**EXERCISE GOAL:**
Set down exactly the first line of the entries and every line after it, through the line with "Eq, Serialize, Deserialize)]".

[Collected data]
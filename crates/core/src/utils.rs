//! Utility functions

use crate::error::{Result, VerifyError};
use alloy_primitives::{hex, Address};
use serde::{de::DeserializeOwned, Deserialize, Serialize};
use std::{
    fs,
    io::{BufReader, BufWriter, Write},
    path::Path,
    thread,
    time::Duration,
};

/// Returns the input without a leading `0x`, if there is one.
pub fn strip_0x(s: &str) -> &str {
    s.strip_prefix("0x").or_else(|| s.strip_prefix("0X")).unwrap_or(s)
}

/// Lowercase hex of the address without a `0x` prefix, the form libraries are linked with.
pub fn address_hex(address: &Address) -> String {
    hex::encode(address.as_slice())
}

/// Returns the offset of the first byte at which `a` and `b` differ.
///
/// If one is a prefix of the other, this is the length of the shorter one.
pub fn first_difference(a: &[u8], b: &[u8]) -> Option<usize> {
    if a == b {
        return None;
    }
    Some(a.iter().zip(b).position(|(x, y)| x != y).unwrap_or_else(|| a.len().min(b.len())))
}

/// How often, and how patiently, transient chain reads are retried.
#[derive(Clone, Copy, Debug, PartialEq, Eq, Serialize, Deserialize)]
#[serde(rename_all = "camelCase")]
pub struct RetryPolicy {
    pub max_retries: u32,
    /// Delay before the first retry, grows linearly with each attempt.
    #[serde(with = "millis")]
    pub backoff: Duration,
}

impl Default for RetryPolicy {
    fn default() -> Self {
        Self { max_retries: 3, backoff: Duration::from_millis(500) }
    }
}

impl RetryPolicy {
    /// A policy that never retries.
    pub const fn none() -> Self {
        Self { max_retries: 0, backoff: Duration::ZERO }
    }

    /// Runs `op`, retrying it while it fails with a transient error.
    pub fn retry<T>(&self, what: &str, mut op: impl FnMut() -> Result<T>) -> Result<T> {
        let mut attempt = 0;
        loop {
            match op() {
                Err(err) if err.is_transient() && attempt < self.max_retries => {
                    attempt += 1;
                    tracing::warn!(%err, attempt, what, "transient failure, retrying");
                    thread::sleep(self.backoff * attempt);
                }
                res => return res,
            }
        }
    }
}

mod millis {
    use serde::{Deserialize, Deserializer, Serializer};
    use std::time::Duration;

    pub(super) fn serialize<S: Serializer>(d: &Duration, s: S) -> Result<S::Ok, S::Error> {
        s.serialize_u64(d.as_millis() as u64)
    }

    pub(super) fn deserialize<'de, D: Deserializer<'de>>(d: D) -> Result<Duration, D::Error> {
        u64::deserialize(d).map(Duration::from_millis)
    }
}

/// Parses a `0x`-prefixed (or bare) hex string into an [`Address`].
pub fn parse_address(s: &str) -> Result<Address> {
    s.trim().parse::<Address>().map_err(|err| VerifyError::msg(format!("invalid address {s:?}: {err}")))
}

/// Reads the json file and deserialize it into the provided type.
pub fn read_json_file<T: DeserializeOwned>(path: &Path) -> Result<T> {
    let file = fs::File::open(path).map_err(|err| VerifyError::io(err, path))?;
    let file = BufReader::new(file);
    let val: T = serde_json::from_reader(file)?;
    Ok(val)
}

/// Serializes the provided value to JSON and writes it to a file, creating the parent
/// directories if needed.
pub fn write_json_file<T: Serialize>(value: &T, path: &Path) -> Result<()> {
    if let Some(parent) = path.parent().filter(|p| !p.as_os_str().is_empty()) {
        fs::create_dir_all(parent).map_err(|err| VerifyError::io(err, parent))?;
    }
    let file = fs::File::create(path).map_err(|err| VerifyError::io(err, path))?;
    let mut writer = BufWriter::new(file);
    serde_json::to_writer_pretty(&mut writer, value)?;
    writer.write_all(b"\n").map_err(|err| VerifyError::io(err, path))?;
    writer.flush().map_err(|err| VerifyError::io(err, path))
}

**SOLUTION TO THE EXERCISE:**
filename crates/core/src/utils.rs
//! Utility functions

use crate::error::{Result, VerifyError};
use alloy_primitives::{hex, Address};
use serde::{de::DeserializeOwned, Deserialize, Serialize};
use std::{
    fs,
    io::{BufReader, BufWriter, Write},
    path::Path,
    thread,
    time::Duration,
};

/// Returns the input without a leading `0x`, if there is one.
pub fn strip_0x(s: &str) -> &str {
    s.strip_prefix("0x").or_else(|| s.strip_prefix("0X")).unwrap_or(s)
}

/// Lowercase hex of the address without a `0x` prefix, the form libraries are linked with.
pub fn address_hex(address: &Address) -> String {
    hex::encode(address.as_slice())
}

/// Returns the offset of the first byte at which `a` and `b` differ.
///
/// If one is a prefix of the other, this is the length of the shorter one.
pub fn first_difference(a: &[u8], b: &[u8]) -> Option<usize> {
    if a == b {
        return None;
    }
    Some(a.iter().zip(b).position(|(x, y)| x != y).unwrap_or_else(|| a.len().min(b.len())))
}

/// How often, and how patiently, transient chain reads are retried.
#[derive(Clone, Copy, Debug, PartialEq, Eq, Serialize, Deserialize)]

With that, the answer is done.